With the consent of his father, Conrad, aged seventeen, left his Schenectady home to live with the Maqua (Iroquois) Indians for a period of eight months . . . During these formative months of his life young Conrad lived the life of an Indian, absorbed much of their culture, learned their language, and suffered the privations to which these improvident people were subjected, especially during the winter months.
In a very real sense Weiser’s sojourn with the Six Nations was a training school for the great work which later years demanded of him. There, under the guidance of the Mohawk chief, Quagnant, he learned the language of the Six Nations; he shared with the Redmen the privations of forest homes and hand to mouth existence . . . He absorbed much of the lore and the social customs of a people who remained a mystery to the great mass of white settlers in America. His experience made him (while still in his teens) the interpreter between “the high-nettled Dutch (Germans?)” and the neighboring tribes. “On such occasions,” said Weiser, “1 was immediately sent for to interpret for both parties. I had a great deal of business, but no pay. None of my people understood their language, excepting myself, and by much exertion I became perfect, considering my age and circumstance.”
Around this constant in Indian politics, a policy took shape: to strengthen the Six Nations confederacy by recognizing its Council’s sovereignty over all Indians in Pennsylvania-including the trouble-some Delawares, “nephews” to the Six Nations. The Delawares, smarting under the humiliating epithet “women,” dealt them by the Six Nations, were discontented because of the loss of their lands, which had been sold to the Penns. Through friendly alliance with the Six Nations, the Delawares would be restrained, a war between Indians and settlers be averted, and the friendship of the Six Nations be held fast-all in one package! This was the policy which emerged shortly after Weiser’s arrival in Pennsylvania and which he strove to maintain until his retirement in 1758. Weiser outlived the other two collaborators, Shikellimy and Logan, and survived to see the success of his policy demonstrated. In the year 1758 a peace conference was called at Easton to settle the war between the Delawares and the colony. The Six Nations had representatives present who were infuriated at their “nephews,” the Delawares, for having claimed the right to make an independent treaty. When the conference threatened dissolution, control was placed in Weiser’s hands. He gave assurance to the Six Nations that Pennsylvania would continue to support their sovereignty.
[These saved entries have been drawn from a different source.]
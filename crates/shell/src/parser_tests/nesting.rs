// SPDX-License-Identifier: BUSL-1.1
// Copyright (c) 2026 Alfred Jean LLC

//! Parser tests for nested structures: subshells, brace groups, and command substitution.

use super::helpers::{get_brace_group, get_command, get_simple_command, get_subshell};
use crate::ast::*;
use crate::parser::{ParseError, Parser};

#[yare::parameterized(
    single_cmd    = { "(echo hello)", 1 },
    trailing_semi = { "(cmd1; cmd2;)", 2 },
    empty         = { "()", 0 },
)]
fn subshell_command_count(input: &str, expected: usize) {
    let result = Parser::parse(input).unwrap();
    assert_eq!(result.commands.len(), 1);
    let subshell = get_subshell(&result.commands[0]);
    assert_eq!(subshell.body.commands.len(), expected);
}

#[test]
fn test_subshell_missing_rparen() {
    let result = Parser::parse("(cmd");
    assert!(matches!(result, Err(ParseError::UnexpectedEof { .. })));
}

#[test]
fn test_unexpected_rparen() {
    let result = Parser::parse("cmd)");
    assert!(matches!(result, Err(ParseError::UnexpectedToken { .. })));
}

#[yare::parameterized(
    single_cmd       = { "{ echo hello; }", 1 },
    multiple_cmds    = { "{ cmd1; cmd2; }", 2 },
    no_trailing_semi = { "{ cmd }", 1 },
    empty            = { "{ }", 0 },
)]
fn brace_group_command_count(input: &str, expected: usize) {
    let result = Parser::parse(input).unwrap();
    assert_eq!(result.commands.len(), 1);
    let group = get_brace_group(&result.commands[0]);
    assert_eq!(group.body.commands.len(), expected);
}

#[test]
fn test_brace_group_missing_rbrace() {
    let result = Parser::parse("{ cmd");
    assert!(matches!(result, Err(ParseError::UnexpectedEof { .. })));
}

#[test]
fn test_unexpected_rbrace() {
    let result = Parser::parse("cmd }");
    assert!(matches!(result, Err(ParseError::UnexpectedToken { .. })));
}

#[test]
fn test_subshell_in_brace_group() {
    let result = Parser::parse("{ (subshell); }").unwrap();
    assert_eq!(result.commands.len(), 1);
    let group = get_brace_group(&result.commands[0]);
    assert_eq!(group.body.commands.len(), 1);
    get_subshell(&group.body.commands[0]);
}

#[test]
fn test_brace_group_in_subshell() {
    let result = Parser::parse("({ bracegroup; })").unwrap();
    assert_eq!(result.commands.len(), 1);
    let subshell = get_subshell(&result.commands[0]);
    assert_eq!(subshell.body.commands.len(), 1);
    get_brace_group(&subshell.body.commands[0]);
}

#[test]
fn test_mixed_deep_nesting() {
    let result = Parser::parse("{ (cmd); }").unwrap();
    assert_eq!(result.commands.len(), 1);
    let group = get_brace_group(&result.commands[0]);
    assert_eq!(group.body.commands.len(), 1);
    let subshell = get_subshell(&group.body.commands[0]);
    assert_eq!(subshell.body.commands.len(), 1);
}

#[test]
fn test_subshell_span() {
    let result = Parser::parse("(cmd)").unwrap();
    assert_eq!(result.commands.len(), 1);
    let subshell = get_subshell(&result.commands[0]);
    assert_eq!(subshell.span.start, 0);
    assert_eq!(subshell.span.end, 5);
}

#[test]
fn test_brace_group_span() {
    let result = Parser::parse("{ cmd; }").unwrap();
    assert_eq!(result.commands.len(), 1);
    let group = get_brace_group(&result.commands[0]);
    assert_eq!(group.span.start, 0);
    assert_eq!(group.span.end, 8);
}

#[test]
fn test_nested_command_substitution() {
    let result = Parser::parse("echo $(echo $(pwd))").unwrap();
    assert_eq!(result.commands.len(), 1);

    let cmd = get_simple_command(&result.commands[0]);

    // The argument is a command substitution
    let WordPart::CommandSubstitution { body: SubstitutionBody::Parsed(outer_body), .. } =
        &cmd.args[0].parts[0]
    else {
        panic!("expected command substitution");
    };

    // The outer substitution contains "echo $(pwd)"
    assert_eq!(outer_body.commands.len(), 1);
    let outer_inner_cmd = get_simple_command(&outer_body.commands[0]);
    assert_eq!(outer_inner_cmd.name.parts, vec![WordPart::literal("echo")]);

    // The inner substitution contains "pwd"
    let WordPart::CommandSubstitution { body: SubstitutionBody::Parsed(inner_body), .. } =
        &outer_inner_cmd.args[0].parts[0]
    else {
        panic!("expected nested command substitution");
    };
    assert_eq!(inner_body.commands.len(), 1);
    let innermost_cmd = get_simple_command(&inner_body.commands[0]);
    assert_eq!(innermost_cmd.name.parts, vec![WordPart::literal("pwd")]);
}

#[test]
fn test_deeply_nested_substitutions() {
    // 3 levels deep
    let result = Parser::parse("$(a $(b $(c)))").unwrap();
    assert_eq!(result.commands.len(), 1);

    // Verify it parses without error - the structure is deeply nested
    let cmd = get_simple_command(&result.commands[0]);
    let WordPart::CommandSubstitution { body: SubstitutionBody::Parsed(level1), .. } =
        &cmd.name.parts[0]
    else {
        panic!("expected command substitution at level 1");
    };
    assert_eq!(level1.commands.len(), 1);
}

#[test]
fn test_substitution_with_multiple_commands() {
    let result = Parser::parse("echo $(cmd1; cmd2)").unwrap();
    assert_eq!(result.commands.len(), 1);

    let cmd = get_simple_command(&result.commands[0]);
    let WordPart::CommandSubstitution { body: SubstitutionBody::Parsed(body), .. } =
        &cmd.args[0].parts[0]
    else {
        panic!("expected command substitution");
    };

    // Substitution contains 2 commands
    assert_eq!(body.commands.len(), 2);
}

#[test]
fn test_substitution_with_subshell() {
    let result = Parser::parse("echo $((subshell))").unwrap();
    assert_eq!(result.commands.len(), 1);

    let cmd = get_simple_command(&result.commands[0]);
    let WordPart::CommandSubstitution { body: SubstitutionBody::Parsed(body), .. } =
        &cmd.args[0].parts[0]
    else {
        panic!("expected command substitution");
    };

    // Substitution contains a subshell
    assert_eq!(body.commands.len(), 1);
    let subshell = get_subshell(&body.commands[0]);
    assert_eq!(subshell.body.commands.len(), 1);
}

#[test]
fn test_substitution_error_propagation() {
    // Error inside a substitution should be wrapped
    let result = Parser::parse("echo $(| bad)");
    assert!(matches!(result, Err(ParseError::InSubstitution { .. })));
}

#[test]
fn test_job_in_subshell() {
    // (a | b | c) - job inside subshell
    let result = Parser::parse("(a | b | c)").unwrap();
    assert_eq!(result.commands.len(), 1);
    let subshell = get_subshell(&result.commands[0]);
    assert_eq!(subshell.body.commands.len(), 1);
    match get_command(&subshell.body.commands[0]) {
        Command::Job(p) => assert_eq!(p.commands.len(), 3),
        _ => panic!("expected job inside subshell"),
    }
}

#[test]
fn test_subshell_in_job_limitation() {
    // (sub) | cmd - subshell as first element of job
    // Currently NOT supported: after subshell, parser expects ';' or newline
    let result = Parser::parse("(sub) | cmd");
    assert!(result.is_err(), "subshell | cmd is currently not supported");
}

#[test]
fn test_brace_group_in_job_limitation() {
    // { grp; } | cmd - brace group as first element of job
    // Currently NOT supported: after brace group, parser expects ';' or newline
    let result = Parser::parse("{ grp; } | cmd");
    assert!(result.is_err(), "brace group | cmd is currently not supported");
}

#[test]
fn test_logical_and_with_subshells() {
    // (a) && (b) - subshells connected by AND
    let result = Parser::parse("(a) && (b)").unwrap();
    assert_eq!(result.commands.len(), 1);

    let and_or = &result.commands[0];
    assert_eq!(and_or.rest.len(), 1);
    assert!(matches!(&and_or.first.command, Command::Subshell(_)));
    assert!(matches!(&and_or.rest[0].1.command, Command::Subshell(_)));
}

#[test]
fn test_substitution_containing_job() {
    // echo $(a | b) - command substitution with job inside
    let result = Parser::parse("echo $(a | b)").unwrap();
    assert_eq!(result.commands.len(), 1);

    let cmd = get_simple_command(&result.commands[0]);
    let WordPart::CommandSubstitution { body: SubstitutionBody::Parsed(body), .. } =
        &cmd.args[0].parts[0]
    else {
        panic!("expected command substitution");
    };

    // The inner content should be a job
    assert_eq!(body.commands.len(), 1);
    match get_command(&body.commands[0]) {
        Command::Job(p) => {
            assert_eq!(p.commands.len(), 2);
        }
        _ => panic!("expected job in substitution"),
    }
}

#[test]
fn test_substitution_containing_logical_ops() {
    // echo $(a && b || c) - command substitution with logical operators
    let result = Parser::parse("echo $(a && b || c)").unwrap();
    assert_eq!(result.commands.len(), 1);

    let cmd = get_simple_command(&result.commands[0]);
    let WordPart::CommandSubstitution { body: SubstitutionBody::Parsed(body), .. } =
        &cmd.args[0].parts[0]
    else {
        panic!("expected command substitution");
    };

    // The inner content should be an and-or list
    assert_eq!(body.commands.len(), 1);
    let and_or = &body.commands[0];
    assert_eq!(and_or.rest.len(), 2);
}
// SPDX-License-Identifier: BUSL-1.1
// Copyright (c) 2026 Alfred Jean LLC

//! DTO structs for the IPC protocol — flattened, string-keyed views of
//! `fm-core` descriptors, decoupled from the persisted representation so
//! the wire format can evolve independently of `fm-storage`'s on-disk
//! layout.

use std::collections::BTreeMap;
use std::path::PathBuf;

use fm_core::{
    AgentDescriptor, AgentStatus, HostDescriptor, HostStatus, IdleMode, ProviderKind, SnapshotRef,
};
use serde::{Deserialize, Serialize};

/// Summary of a host for `fm list`.
#[derive(Debug, Clone, Serialize, Deserialize, PartialEq)]
pub struct HostSummary {
    pub id: String,
    pub name: String,
    pub provider: ProviderKind,
    pub status: HostStatus,
    pub agent_count: usize,
    pub created_at_epoch_ms: u64,
}

/// Detailed host information for `fm list --long` / a single-host query.
#[derive(Debug, Clone, Serialize, Deserialize, PartialEq)]
pub struct HostDetail {
    pub id: String,
    pub name: String,
    pub provider: ProviderKind,
    pub status: HostStatus,
    #[serde(default, skip_serializing_if = "Option::is_none")]
    pub image: Option<String>,
    pub tags: BTreeMap<String, String>,
    pub created_at_epoch_ms: u64,
    #[serde(default, skip_serializing_if = "Option::is_none")]
    pub boot_at_epoch_ms: Option<u64>,
    pub snapshots: Vec<SnapshotRef>,
    pub locked: bool,
    pub agents: Vec<AgentSummary>,
}

impl From<&HostDescriptor> for HostDetail {
    fn from(h: &HostDescriptor) -> Self {
        HostDetail {
            id: h.id.to_string(),
            name: h.name.clone(),
            provider: h.provider,
            status: h.status,
            image: h.image.clone(),
            tags: h.tags.clone(),
            created_at_epoch_ms: h.created_at_epoch_ms,
            boot_at_epoch_ms: h.boot_at_epoch_ms,
            snapshots: h.snapshots.clone(),
            locked: h.lock.is_some(),
            agents: Vec::new(),
        }
    }
}

/// Summary of an agent for `fm list`.
#[derive(Debug, Clone, Serialize, Deserialize, PartialEq)]
pub struct AgentSummary {
    pub id: String,
    pub host_id: String,
    pub name: String,
    pub agent_type: String,
    pub status: AgentStatus,
    pub idle_mode: IdleMode,
    pub created_at_epoch_ms: u64,
}

/// Detailed agent information for `fm show`/`GetAgent`.
#[derive(Debug, Clone, Serialize, Deserialize, PartialEq)]
pub struct AgentDetail {
    pub id: String,
    pub host_id: String,
    pub name: String,
    pub agent_type: String,
    pub command: Vec<String>,
    pub work_dir: PathBuf,
    #[serde(default)]
    pub project: String,
    pub labels: BTreeMap<String, String>,
    pub status: AgentStatus,
    pub idle_mode: IdleMode,
    pub idle_timeout_seconds: u64,
    pub created_at_epoch_ms: u64,
    #[serde(default, skip_serializing_if = "Option::is_none")]
    pub started_at_epoch_ms: Option<u64>,
    /// Environment with secret-shaped keys redacted (`AgentDescriptor::redacted_env`).
    pub env: BTreeMap<String, String>,
}

impl From<&AgentDescriptor> for AgentSummary {
    fn from(a: &AgentDescriptor) -> Self {
        AgentSummary {
            id: a.id.to_string(),
            host_id: a.host_id.to_string(),
            name: a.name.clone(),
            agent_type: a.agent_type.clone(),
            status: a.status,
            idle_mode: a.idle_mode,
            created_at_epoch_ms: a.created_at_epoch_ms,
        }
    }
}

impl From<&AgentDescriptor> for AgentDetail {
    fn from(a: &AgentDescriptor) -> Self {
        AgentDetail {
            id: a.id.to_string(),
            host_id: a.host_id.to_string(),
            name: a.name.clone(),
            agent_type: a.agent_type.clone(),
            command: a.command.clone(),
            work_dir: a.work_dir.clone(),
            project: a.project.clone(),
            labels: a.labels.clone(),
            status: a.status,
            idle_mode: a.idle_mode,
            idle_timeout_seconds: a.idle_timeout_seconds,
            created_at_epoch_ms: a.created_at_epoch_ms,
            started_at_epoch_ms: a.started_at_epoch_ms,
            env: a.redacted_env(),
        }
    }
}

/// A single step outcome, flattened for transport (mirrors
/// `fm_core::StepRecord` but drops the `StepKind` payload down to its label).
#[derive(Debug, Clone, Serialize, Deserialize, PartialEq)]
pub struct ProvisionStepSummary {
    pub index: usize,
    pub label: String,
    pub status: String,
    #[serde(default, skip_serializing_if = "Option::is_none")]
    pub exit_code: Option<i32>,
}

/// Summary of a provisioning run for `fm provision` / `GetProvisionRun`.
#[derive(Debug, Clone, Serialize, Deserialize, PartialEq)]
pub struct ProvisionRunSummary {
    pub id: String,
    pub steps: Vec<ProvisionStepSummary>,
    pub complete: bool,
    #[serde(default, skip_serializing_if = "Option::is_none")]
    pub failed_step: Option<usize>,
}

#[cfg(test)]
#[path = "types_tests.rs"]
mod tests;
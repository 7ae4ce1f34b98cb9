// SPDX-License-Identifier: BUSL-1.1
// Copyright (c) 2026 Alfred Jean LLC

//! `--filter` expression evaluation for `fm list`, via `cel-interpreter`
//! (listed in DESIGN.md as the crate the broader example pack reaches for
//! whenever a CLI needs a small user-facing boolean expression language,
//! rather than hand-rolling one). Each row exposes its summary fields as
//! CEL variables (`status == "running" && agent_count > 0`).

use std::collections::HashMap;

use cel_interpreter::{Context, Program, Value};
use thiserror::Error;

#[derive(Debug, Error)]
pub enum FilterError {
    #[error("invalid --filter expression: {0}")]
    Parse(String),
    #[error("--filter expression did not evaluate to a boolean: {0:?}")]
    NonBoolean(Value),
    #[error("--filter evaluation failed: {0}")]
    Eval(String),
}

/// One row's fields, named exactly as they appear in the CEL expression.
#[derive(Default)]
pub struct Row(HashMap<String, Value>);

impl Row {
    pub fn new() -> Self {
        Self::default()
    }

    pub fn str(mut self, key: &str, value: impl Into<String>) -> Self {
        self.0.insert(key.to_string(), Value::String(value.into().into()));
        self
    }

    pub fn int(mut self, key: &str, value: i64) -> Self {
        self.0.insert(key.to_string(), Value::Int(value));
        self
    }

    pub fn bool(mut self, key: &str, value: bool) -> Self {
        self.0.insert(key.to_string(), Value::Bool(value));
        self
    }
}

/// Compiles `expr` once; reuse the returned [`Filter`] across every row
/// instead of recompiling per row.
pub struct Filter {
    program: Program,
}

impl Filter {
    pub fn compile(expr: &str) -> Result<Self, FilterError> {
        let program = Program::compile(expr).map_err(|e| FilterError::Parse(e.to_string()))?;
        Ok(Self { program })
    }

    pub fn matches(&self, row: &Row) -> Result<bool, FilterError> {
        let mut ctx = Context::default();
        for (key, value) in &row.0 {
            let _ = ctx.add_variable(key.clone(), value.clone());
        }
        match self.program.execute(&ctx) {
            Ok(Value::Bool(b)) => Ok(b),
            Ok(other) => Err(FilterError::NonBoolean(other)),
            Err(e) => Err(FilterError::Eval(e.to_string())),
        }
    }
}

#[cfg(test)]
mod tests {
    use super::*;

    #[test]
    fn matches_simple_equality() {
        let filter = Filter::compile("status == \"running\"").unwrap();
        assert!(filter.matches(&Row::new().str("status", "running")).unwrap());
        assert!(!filter.matches(&Row::new().str("status", "stopped")).unwrap());
    }

    #[test]
    fn matches_numeric_comparison() {
        let filter = Filter::compile("agent_count > 1").unwrap();
        assert!(filter.matches(&Row::new().int("agent_count", 2)).unwrap());
        assert!(!filter.matches(&Row::new().int("agent_count", 1)).unwrap());
    }

    #[test]
    fn rejects_non_boolean_result() {
        let filter = Filter::compile("1 + 1").unwrap();
        assert!(matches!(filter.matches(&Row::new()), Err(FilterError::NonBoolean(_))));
    }
}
The treaty, as finally made, was between Pennsylvania and the Six Nations Confederacy.
This long-standing friendship between the Colony of Pennsylvania and the Indians stood the English in good stead during the French and Indian War, and proved a decisive factor in that conflict. For, some weeks later, when General Forbes finally reached Fort Duquesne, he found that the French had blown it up and withdrawn. He took possession and renamed it Fort Pitt. The Indian support of the French had vanished. The Six Nations’ friendship with the British had attended to that; and Conrad Weiser’s service in recognizing the value of that friendship and in making practical maneuvers to preserve it was demonstrated. The long range consequences are obvious. The success of the English in the French and Indian conflict helped to determine the pattern of the founding years of the American republic. And from that point the story is the history of our nation.
The Indians recognized that genius which attached to the person of Conrad Weiser even more clearly than his white neighbors did. Ingenuously, they named him Tarachawagon, meaning “he who is holding up the heavens.” Indeed, Conrad had kept the sky from falling on the Indians, on his Berks County neighbors, and on Pennsylvania!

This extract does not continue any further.